Over the next nine months, Evans rode the waves of getting better and feeling worse, but eventually he stabilized and showed vast signs of improvement. During those nine months, Soupley made trips to see Evans once or twice a month in San Antonio and he communicated with the parents regularly and stayed in the loop on Evans’s health. In the Air Force the saying, “Never leave an Airman behind,” is often heard, and Soupley made sure Evans was never forgotten at any point, staying with him and his family every step of the way.

Things looked up for Evans, a bone marrow donor was found he was getting the care he needed, but then Soupley got a phone call that Evans’s health was declining fast.

“They did a bone marrow transplant,” said Soupley. “They found a donor, in Europe, they actually flew someone in from Europe to do the transplant. The problem was, when you do a bone marrow transplant, the new immune system goes through the body and kills everything bad. Since this new immune system was so strong, it hit him harder than the doctor’s had ever imagined. It was a necessary evil that they anticipated, but it hit so hard his body couldn’t hold it.”

Soupley put his affairs in order and hopped in his car to make the drive to San Antonio, but before he could arrive, Airman 1st Class Chris Evans passed away December 14, 2014.

“When I got down there, he had already passed away,” said Soupley. “So, the mom, working with mortuary affairs, asks me if I could be the one to escort him out. I said yes.”

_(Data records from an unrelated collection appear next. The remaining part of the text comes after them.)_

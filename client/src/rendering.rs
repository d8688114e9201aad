use crate::game::RaceView;
use shared::{ParticipantId, RoomStatus};
use std::fmt::Write;

#[derive(Debug, Clone)]
pub struct RenderConfig {
    /// Characters between the brackets of a progress track.
    pub track_width: usize,
    pub ping_ms: u64,
    pub fake_ping_ms: u64,
}

impl Default for RenderConfig {
    fn default() -> Self {
        Self {
            track_width: 30,
            ping_ms: 0,
            fake_ping_ms: 0,
        }
    }
}

/// Draws the race as plain text, only when something visible changed.
pub struct Renderer {
    last_frame: Option<String>,
}

impl Renderer {
    pub fn new() -> Self {
        Renderer { last_frame: None }
    }

    /// Prints the frame if it differs from the previous one.
    pub fn render(&mut self, view: &RaceView, config: &RenderConfig) -> bool {
        let frame = render_frame(view, config);
        if self.last_frame.as_deref() == Some(frame.as_str()) {
            return false;
        }
        println!("{}", frame);
        self.last_frame = Some(frame);
        true
    }
}

impl Default for Renderer {
    fn default() -> Self {
        Self::new()
    }
}

pub fn render_frame(view: &RaceView, config: &RenderConfig) -> String {
    let mut frame = String::new();
    let Some(room) = view.room.as_ref() else {
        frame.push_str("Connecting...");
        return frame;
    };

    let board = &view.leaderboard;
    let present = board.standings.len() + board.in_progress.iter().filter(|p| p.active).count();
    let _ = write!(
        frame,
        "Room {} | {} | {}/{} | {}",
        room.code,
        view.view.status,
        present,
        room.capacity,
        ping_label(config.ping_ms + config.fake_ping_ms)
    );
    if view.stale {
        frame.push_str(" | reconnecting...");
    }
    frame.push('\n');

    match view.view.status {
        RoomStatus::Waiting => frame.push_str("Waiting for the race to start\n"),
        RoomStatus::Countdown => {
            let remaining = view.view.countdown.unwrap_or_default();
            let _ = writeln!(frame, "Starting in {}", remaining);
        }
        RoomStatus::Racing => {
            let _ = writeln!(frame, "> {}", room.text.as_str());
        }
        RoomStatus::Finished => frame.push_str("Race over\n"),
    }

    for standing in &board.standings {
        draw_track(
            &mut frame,
            &standing.display_name,
            100.0,
            is_local(view, standing.participant_id),
            config.track_width,
        );
    }
    for runner in board.in_progress.iter().filter(|p| p.active) {
        draw_track(
            &mut frame,
            &runner.display_name,
            runner.progress_percent,
            is_local(view, runner.participant_id),
            config.track_width,
        );
    }

    if let Some(counters) = view.local_counters {
        let _ = writeln!(
            frame,
            "You: word {}/{}, {} correct, {} mistakes, {} unacked",
            (view.word_index + 1).min(room.text.word_count()),
            room.text.word_count(),
            counters.correct_chars,
            counters.mistakes,
            view.pending_inputs
        );
    }
    if let Some(stats) = view.local_stats {
        let _ = writeln!(
            frame,
            "Speed: {:.0} wpm, {:.0} net wpm, {:.0} cpm, {:.2}% accuracy",
            stats.wpm, stats.net_wpm, stats.cpm, stats.accuracy
        );
    }

    if !board.standings.is_empty() {
        frame.push_str("Standings:\n");
        for standing in &board.standings {
            let _ = writeln!(
                frame,
                "{:>3}. {:<16} {:>7.2} wpm {:>6.2}%",
                standing.rank, standing.display_name, standing.wpm, standing.accuracy
            );
        }
    }

    frame.truncate(frame.trim_end().len());
    frame
}

fn is_local(view: &RaceView, participant_id: ParticipantId) -> bool {
    view.local_id == Some(participant_id)
}

fn draw_track(frame: &mut String, name: &str, percent: f64, local: bool, width: usize) {
    let filled = ((percent.clamp(0.0, 100.0) / 100.0) * width as f64).round() as usize;
    let mut track = "=".repeat(filled);
    if filled < width {
        track.push('>');
        track.push_str(&" ".repeat(width - filled - 1));
    }
    let marker = if local { '*' } else { ' ' };
    let _ = writeln!(frame, "{}{:<16} [{}] {:>6.2}%", marker, name, track, percent);
}

fn ping_label(total_ping: u64) -> String {
    let bars = (total_ping / 20).min(10) as usize;
    format!("{}{} {}ms", "|".repeat(bars), ".".repeat(10 - bars), total_ping)
}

Soupley escorted Evans from the funeral home to Atlanta where the Delta Airlines honor guard welcomed them.

“They held a ceremony to get him off the plane,” said Soupley. “I stayed by his side from there and all the way to California where the family was meeting me.”

In California, at the funeral, Soupley and a few other Airmen from the 312th TRS, who had flown separately, spent a lot of time with the Evans family. Seeing that his mother lived alone, Soupley decided to help around the house. Soupley started with little things like electrical work, putting in a new sink and faucet, fixed the dryer and anything else that could use fixing.

Before leaving, Soupley, with the help of Ferland, got in contact with the 60th Civil Engineer commander at Travis Air Force Base to help with other things in her home.

“We had a fundraiser which gathered about $1,200 to donate to Travis AFB to help out,” said Soupley. “They painted the house, put up a new fence, and fixed things that would’ve cost thousands and thousands of dollars. She kept me posted throughout the whole thing.”

Teri Evans, Chris Evans’s mother, had originally planned to move out of the house, but now intends to stay with the renovations.

“My son was part of an organization that from day one has been so supportive," she said. "They held fundraisers and provided moral and emotional support. Now I can come home and see my house and it puts a smile on my face. When I saw all of the work they did, I couldn't believe it. It looked like a new house. I hugged each one of the Airmen and told them thank you. This has really been a blessing.”

Soupley stayed with the Evans the entire way of the journey. Never, at any point, was the Evans family forgotten by the Air Force. To the end, Soupley made sure they were taken care of.